Sean M. Brooks said...

Hi, Paul!

I myself visited York in July 1996. One of the thingsd I noticed during my stay was how it remained light till nearly 10 PM. And I esp. recall how York Minster pleased me. Not so cluttered up with secular bric a brac as is, alas, the former Westminster Abbey. I also visited the shrine of the martyr St. Margaret Clitherow in the Shambles. And I also visited a museum outlining the history of York.

Sean

Paul Shackley said...

Anderson describes a Mass in the Minster in GENESIS. Sheila and I attended Evensong there once. God was thanked for the lives of William Booth and Mother Theresa. I think also that we were in the Minster (if not, some other Anglican Cathedral) when, once an hour, a clergyman entered the pulpit and addressed us all briefly in 3 different languages to remind us that we were in a place of worship.

Sean M. Brooks said...

Hi, Paul!

Yes, I remember that Mass shown in GENESIS. Altho it was actually a "fiction" by the sophotect Gaia as she/it tried to determine which possible line of culture and civilization would work "best" for the humams she/it brought back from extinction. If my memory is correct, this Mass is shown in a hypothetical timeline where Henry VIII did not brutally drag the Church in England into schism from Rome.
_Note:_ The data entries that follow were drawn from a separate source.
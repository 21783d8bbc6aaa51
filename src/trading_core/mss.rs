//! Market structure shift confirmation
//!
//! After a sweep the opposite-side swing located at sweep time becomes the
//! MSS trigger. A bar that closes through it (or trades through it when close
//! confirmation is off) with enough body displacement confirms the shift.

use serde::{Deserialize, Serialize};

use super::bars::{Bar, Direction};
use super::instrument::Instrument;
use super::levels::{LevelState, LiquidityLevel};

/// Displacement strictness tier
#[derive(Debug, Clone, Copy, PartialEq, Eq, Serialize, Deserialize)]
#[serde(rename_all = "snake_case")]
pub enum Strictness {
    /// No displacement requirement
    Loose,
    Aggressive,
    Balanced,
    Conservative,
}

impl std::fmt::Display for Strictness {
    fn fmt(&self, f: &mut std::fmt::Formatter<'_>) -> std::fmt::Result {
        match self {
            Strictness::Loose => write!(f, "loose"),
            Strictness::Aggressive => write!(f, "aggressive"),
            Strictness::Balanced => write!(f, "balanced"),
            Strictness::Conservative => write!(f, "conservative"),
        }
    }
}

/// Minimum MSS candle body per strictness tier, in ticks
#[derive(Debug, Clone, Copy, PartialEq, Serialize, Deserialize)]
#[serde(default)]
pub struct DisplacementTicks {
    pub aggressive: u32,
    pub balanced: u32,
    pub conservative: u32,
}

impl Default for DisplacementTicks {
    fn default() -> Self {
        Self {
            aggressive: 4,
            balanced: 8,
            conservative: 12,
        }
    }
}

impl DisplacementTicks {
    /// `None` for the loosest tier, which skips the displacement check
    pub fn for_strictness(&self, strictness: Strictness) -> Option<u32> {
        match strictness {
            Strictness::Loose => None,
            Strictness::Aggressive => Some(self.aggressive),
            Strictness::Balanced => Some(self.balanced),
            Strictness::Conservative => Some(self.conservative),
        }
    }
}

/// Why a bar did or did not confirm the shift
#[derive(Debug, Clone, Copy, PartialEq)]
pub enum MssCheck {
    Confirmed,
    NoBreak,
    /// Broke structure but the body was too small
    WeakDisplacement { body: f64, required: f64 },
    /// Level is not in the Broken state
    NotPending,
}

/// Does `bar` break `mss_level` in the setup `direction`?
pub fn is_structure_break(direction: Direction, mss_level: f64, bar: &Bar, require_close: bool) -> bool {
    match (direction, require_close) {
        (Direction::Long, true) => bar.close > mss_level,
        (Direction::Long, false) => bar.high > mss_level,
        (Direction::Short, true) => bar.close < mss_level,
        (Direction::Short, false) => bar.low < mss_level,
    }
}

/// Body must exceed `min_ticks` worth of price
pub fn has_displacement(bar: &Bar, min_ticks: Option<u32>, instrument: &Instrument) -> bool {
    match min_ticks {
        None => true,
        Some(ticks) => bar.body() > instrument.ticks(ticks as f64),
    }
}

/// Evaluate `bar` against the pending `level`; on success Broken -> Confirmed
pub fn confirm(
    level: &mut LiquidityLevel,
    mss_level: f64,
    bar: &Bar,
    require_close: bool,
    displacement_ticks: Option<u32>,
    instrument: &Instrument,
) -> MssCheck {
    if level.state() != LevelState::Broken {
        return MssCheck::NotPending;
    }
    let direction = level.side.setup_direction();
    if !is_structure_break(direction, mss_level, bar, require_close) {
        return MssCheck::NoBreak;
    }
    if !has_displacement(bar, displacement_ticks, instrument) {
        return MssCheck::WeakDisplacement {
            body: bar.body(),
            required: instrument.ticks(displacement_ticks.unwrap_or(0) as f64),
        };
    }
    if level.confirm() {
        MssCheck::Confirmed
    } else {
        MssCheck::NotPending
    }
}

#[cfg(test)]
mod tests {
    use super::*;
    use crate::trading_core::levels::{LevelId, LevelSide};

    fn broken_low_level() -> LiquidityLevel {
        let mut level = LiquidityLevel::new(LevelId(7), 100.0, LevelSide::Low, 0, 0);
        level.mark_broken(3, &Bar::new(0, 100.2, 100.3, 99.4, 100.1, 5.0));
        level
    }

    #[test]
    fn test_long_break_requires_close_above() {
        let nq = Instrument::default();
        let mut level = broken_low_level();

        // Wick through 100.50, close below
        let wick = Bar::new(0, 100.0, 100.75, 99.9, 100.25, 5.0);
        assert_eq!(confirm(&mut level, 100.5, &wick, true, None, &nq), MssCheck::NoBreak);
        assert!(is_structure_break(Direction::Long, 100.5, &wick, false));

        let close = Bar::new(0, 100.0, 101.0, 99.9, 100.75, 5.0);
        assert_eq!(confirm(&mut level, 100.5, &close, true, None, &nq), MssCheck::Confirmed);
        assert_eq!(level.state(), LevelState::Confirmed);
        assert_eq!(confirm(&mut level, 100.5, &close, true, None, &nq), MssCheck::NotPending);
    }

    #[test]
    fn test_displacement_tiers() {
        let nq = Instrument::default();
        let ticks = DisplacementTicks::default();
        assert_eq!(ticks.for_strictness(Strictness::Loose), None);
        assert_eq!(ticks.for_strictness(Strictness::Balanced), Some(8));

        // Body of 1.5 points = 6 ticks
        let bar = Bar::new(0, 100.0, 101.75, 99.9, 101.5, 5.0);
        assert!(has_displacement(&bar, Some(4), &nq));
        assert!(!has_displacement(&bar, Some(8), &nq));

        let mut level = broken_low_level();
        match confirm(&mut level, 100.5, &bar, true, Some(12), &nq) {
            MssCheck::WeakDisplacement { body, required } => {
                assert_eq!(body, 1.5);
                assert_eq!(required, 3.0);
            }
            other => panic!("unexpected {:?}", other),
        }
        assert_eq!(level.state(), LevelState::Broken);
    }

    #[test]
    fn test_short_break() {
        let bar = Bar::new(0, 100.0, 100.1, 98.5, 98.75, 5.0);
        assert!(is_structure_break(Direction::Short, 99.0, &bar, true));
        assert!(!is_structure_break(Direction::Short, 98.5, &bar, true));
        assert!(!is_structure_break(Direction::Short, 98.5, &bar, false));
    }
}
And of course I have heard of Mother Theresa, foundress of the Sisters of Charity. And William Booth was the founder of the Salvation Army.

Have you ever visited the Catholic Westminster Cathedral, near Victoria Undergound in London? That was one of my most favorite places to visit in London. Both to attend Mass and simply to admire a beautiful, if somewhat austere church. And the Paulist bookstore next to the cathedral is well worth visiting if you have time (assuming it's still there, of course).

Sean

Paul Shackley said...

Paulist? I have been to Westminster Cathedral but not recently. My main memory is of the lift (elevator) and the view from the tower, which had featured in a British film many years before that.

Sean M. Brooks said...

Hi, Paul!

I actually took that lift up to the top of the tower of Westminster Cathedral to enjoy the view during one visit.

The Daughters of St. Paul is a an order of nuns who specialize in publishing and distributing Catholic literature. I've been to various of their stores in locations as diverse as Boston, Honolulu, London, and Rome. They also pub. works from other publishers, not just themselves. Worth a look, IMO, if you wish!